[What you are asked to do]: Only one number is expected here, namely how many lines of the entries below hold the string "services".

[Material provided]:

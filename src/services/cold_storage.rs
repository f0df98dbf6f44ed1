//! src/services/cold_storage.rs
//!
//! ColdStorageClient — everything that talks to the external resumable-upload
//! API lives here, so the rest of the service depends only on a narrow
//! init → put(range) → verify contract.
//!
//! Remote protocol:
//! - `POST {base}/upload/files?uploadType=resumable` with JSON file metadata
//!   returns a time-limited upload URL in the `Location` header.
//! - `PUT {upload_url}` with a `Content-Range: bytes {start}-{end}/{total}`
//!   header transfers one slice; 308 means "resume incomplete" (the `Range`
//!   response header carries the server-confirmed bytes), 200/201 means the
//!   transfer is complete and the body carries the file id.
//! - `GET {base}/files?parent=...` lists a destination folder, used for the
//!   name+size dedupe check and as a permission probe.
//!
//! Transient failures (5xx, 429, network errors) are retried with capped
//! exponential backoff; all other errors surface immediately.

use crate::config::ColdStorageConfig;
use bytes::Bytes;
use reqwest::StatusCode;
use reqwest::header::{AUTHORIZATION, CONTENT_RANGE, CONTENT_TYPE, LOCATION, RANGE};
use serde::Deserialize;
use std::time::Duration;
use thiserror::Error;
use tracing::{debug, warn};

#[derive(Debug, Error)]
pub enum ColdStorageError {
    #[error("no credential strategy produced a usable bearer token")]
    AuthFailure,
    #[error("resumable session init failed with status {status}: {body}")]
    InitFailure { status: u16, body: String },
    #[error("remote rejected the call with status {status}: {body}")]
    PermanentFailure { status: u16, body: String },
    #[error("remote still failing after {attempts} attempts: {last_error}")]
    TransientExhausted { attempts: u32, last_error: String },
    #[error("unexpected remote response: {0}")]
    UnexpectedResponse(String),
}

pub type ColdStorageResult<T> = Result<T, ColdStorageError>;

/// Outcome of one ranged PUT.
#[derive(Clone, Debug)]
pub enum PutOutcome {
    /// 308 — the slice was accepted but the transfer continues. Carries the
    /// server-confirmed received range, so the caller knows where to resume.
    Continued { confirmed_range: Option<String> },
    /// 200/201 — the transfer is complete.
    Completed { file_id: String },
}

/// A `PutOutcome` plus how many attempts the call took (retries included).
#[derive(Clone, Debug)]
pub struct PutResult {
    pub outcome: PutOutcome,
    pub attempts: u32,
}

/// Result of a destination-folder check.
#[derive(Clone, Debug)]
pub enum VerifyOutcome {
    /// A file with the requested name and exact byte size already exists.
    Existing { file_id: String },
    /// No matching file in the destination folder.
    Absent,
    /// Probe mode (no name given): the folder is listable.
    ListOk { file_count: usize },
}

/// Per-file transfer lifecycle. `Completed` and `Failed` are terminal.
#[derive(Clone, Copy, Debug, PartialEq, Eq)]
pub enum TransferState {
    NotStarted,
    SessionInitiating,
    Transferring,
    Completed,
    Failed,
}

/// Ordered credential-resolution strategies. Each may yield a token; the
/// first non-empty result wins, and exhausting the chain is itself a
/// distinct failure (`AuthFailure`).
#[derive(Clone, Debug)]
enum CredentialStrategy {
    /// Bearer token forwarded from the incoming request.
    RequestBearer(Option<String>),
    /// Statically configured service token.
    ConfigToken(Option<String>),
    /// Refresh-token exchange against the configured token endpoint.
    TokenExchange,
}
--
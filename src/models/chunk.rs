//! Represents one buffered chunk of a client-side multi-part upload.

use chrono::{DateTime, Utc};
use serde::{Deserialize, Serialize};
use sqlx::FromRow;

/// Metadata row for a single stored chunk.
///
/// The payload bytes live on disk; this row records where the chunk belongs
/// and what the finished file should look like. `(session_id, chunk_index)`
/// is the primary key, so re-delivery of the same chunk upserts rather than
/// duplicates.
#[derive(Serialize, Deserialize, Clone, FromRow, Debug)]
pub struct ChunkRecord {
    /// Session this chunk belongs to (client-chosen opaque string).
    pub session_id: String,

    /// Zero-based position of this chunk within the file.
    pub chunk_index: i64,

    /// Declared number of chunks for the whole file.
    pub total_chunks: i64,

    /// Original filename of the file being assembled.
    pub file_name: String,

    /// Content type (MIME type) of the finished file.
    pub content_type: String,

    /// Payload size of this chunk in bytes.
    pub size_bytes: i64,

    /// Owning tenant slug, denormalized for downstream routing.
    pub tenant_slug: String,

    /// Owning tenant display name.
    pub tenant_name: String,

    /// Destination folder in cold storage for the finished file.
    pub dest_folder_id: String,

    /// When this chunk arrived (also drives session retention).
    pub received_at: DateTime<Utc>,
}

[Solution for this exercise]: 2